:: Work instruction ::
Output the entries below so that they read exactly as they do now.

Top of The input

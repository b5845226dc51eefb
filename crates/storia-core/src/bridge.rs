//! Translate external selections into player jump commands.
//!
//! Both bridges are stateless: they only build a [`Command`] that the
//! caller hands to the player, and never touch the playback position.

use alloc::string::String;

use log::debug;

use crate::{content::StoryFeed, input::Command, story::Highlight};

/// Jump for a picked highlight: the story and position of its first
/// referenced panel. `None` when that panel is not in the feed.
pub fn highlight_jump<F>(feed: &F, highlight: &Highlight) -> Option<Command>
where
    F: StoryFeed + ?Sized,
{
    let Some(panel_id) = highlight.first_panel_id() else {
        debug!("bridge: highlight={} references no panels", highlight.id);
        return None;
    };

    let Some(location) = feed.locate_panel(panel_id) else {
        debug!(
            "bridge: highlight={} panel={} not in feed",
            highlight.id, panel_id
        );
        return None;
    };

    let story = feed.story_at(location.story_index)?;
    debug!(
        "bridge: highlight={} -> story={} panel_index={}",
        highlight.id, story.id, location.panel_index
    );
    Some(Command::JumpTo {
        story_id: story.id.clone(),
        panel_index: location.panel_index,
    })
}

/// Jump for a thumbnail picked in the open story's gallery.
pub fn gallery_jump(current_story_id: &str, chosen_index: usize) -> Command {
    Command::JumpTo {
        story_id: String::from(current_story_id),
        panel_index: chosen_index,
    }
}

#[cfg(test)]
mod tests {
    use super::*;
    use crate::content::StaticFeed;

    #[test]
    fn highlight_resolves_first_panel() {
        let feed = StaticFeed::sample();
        let highlight = Highlight::new("h", "Mixed")
            .with_panel_id("market-2")
            .with_panel_id("harbour-1");

        assert_eq!(
            highlight_jump(&feed, &highlight),
            Some(Command::JumpTo {
                story_id: "market".into(),
                panel_index: 1,
            })
        );
    }

    #[test]
    fn unresolvable_highlight_yields_nothing() {
        let feed = StaticFeed::sample();
        assert_eq!(highlight_jump(&feed, &Highlight::new("empty", "Empty")), None);

        let dangling = Highlight::new("h", "Gone").with_panel_id("deleted");
        assert_eq!(highlight_jump(&feed, &dangling), None);
    }

    #[test]
    fn gallery_passes_index_through() {
        assert_eq!(
            gallery_jump("harbour", 7),
            Command::JumpTo {
                story_id: "harbour".into(),
                panel_index: 7,
            }
        );
    }
}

Bottom of The input

:: Solution to this task ::
repository b5845226dc51eefb
filename crates/storia-core/src/bridge.rs
//! Translate external selections into player jump commands.
//!
//! Both bridges are stateless: they only build a [`Command`] that the
//! caller hands to the player, and never touch the playback position.

use alloc::string::String;

use log::debug;

use crate::{content::StoryFeed, input::Command, story::Highlight};

/// Jump for a picked highlight: the story and position of its first
/// referenced panel. `None` when that panel is not in the feed.
pub fn highlight_jump<F>(feed: &F, highlight: &Highlight) -> Option<Command>
where
    F: StoryFeed + ?Sized,
{
    let Some(panel_id) = highlight.first_panel_id() else {
        debug!("bridge: highlight={} references no panels", highlight.id);
        return None;
    };

    let Some(location) = feed.locate_panel(panel_id) else {
        debug!(
            "bridge: highlight={} panel={} not in feed",
            highlight.id, panel_id
        );
        return None;
    };

    let story = feed.story_at(location.story_index)?;
    debug!(
        "bridge: highlight={} -> story={} panel_index={}",
        highlight.id, story.id, location.panel_index
    );
    Some(Command::JumpTo {
        story_id: story.id.clone(),
        panel_index: location.panel_index,
    })
}

/// Jump for a thumbnail picked in the open story's gallery.
pub fn gallery_jump(current_story_id: &str, chosen_index: usize) -> Command {
    Command::JumpTo {
        story_id: String::from(current_story_id),
        panel_index: chosen_index,
    }
}

#[cfg(test)]
mod tests {
    use super::*;
    use crate::content::StaticFeed;

    #[test]
    fn highlight_resolves_first_panel() {
        let feed = StaticFeed::sample();
        let highlight = Highlight::new("h", "Mixed")
            .with_panel_id("market-2")
            .with_panel_id("harbour-1");

        assert_eq!(
            highlight_jump(&feed, &highlight),
            Some(Command::JumpTo {
                story_id: "market".into(),
                panel_index: 1,
            })
        );
    }

    #[test]
    fn unresolvable_highlight_yields_nothing() {
        let feed = StaticFeed::sample();
        assert_eq!(highlight_jump(&feed, &Highlight::new("empty", "Empty")), None);

        let dangling = Highlight::new("h", "Gone").with_panel_id("deleted");
        assert_eq!(highlight_jump(&feed, &dangling), None);
    }

    #[test]
    fn gallery_passes_index_through() {
        assert_eq!(
            gallery_jump("harbour", 7),
            Command::JumpTo {
                story_id: "harbour".into(),
                panel_index: 7,
            }
        );
    }
}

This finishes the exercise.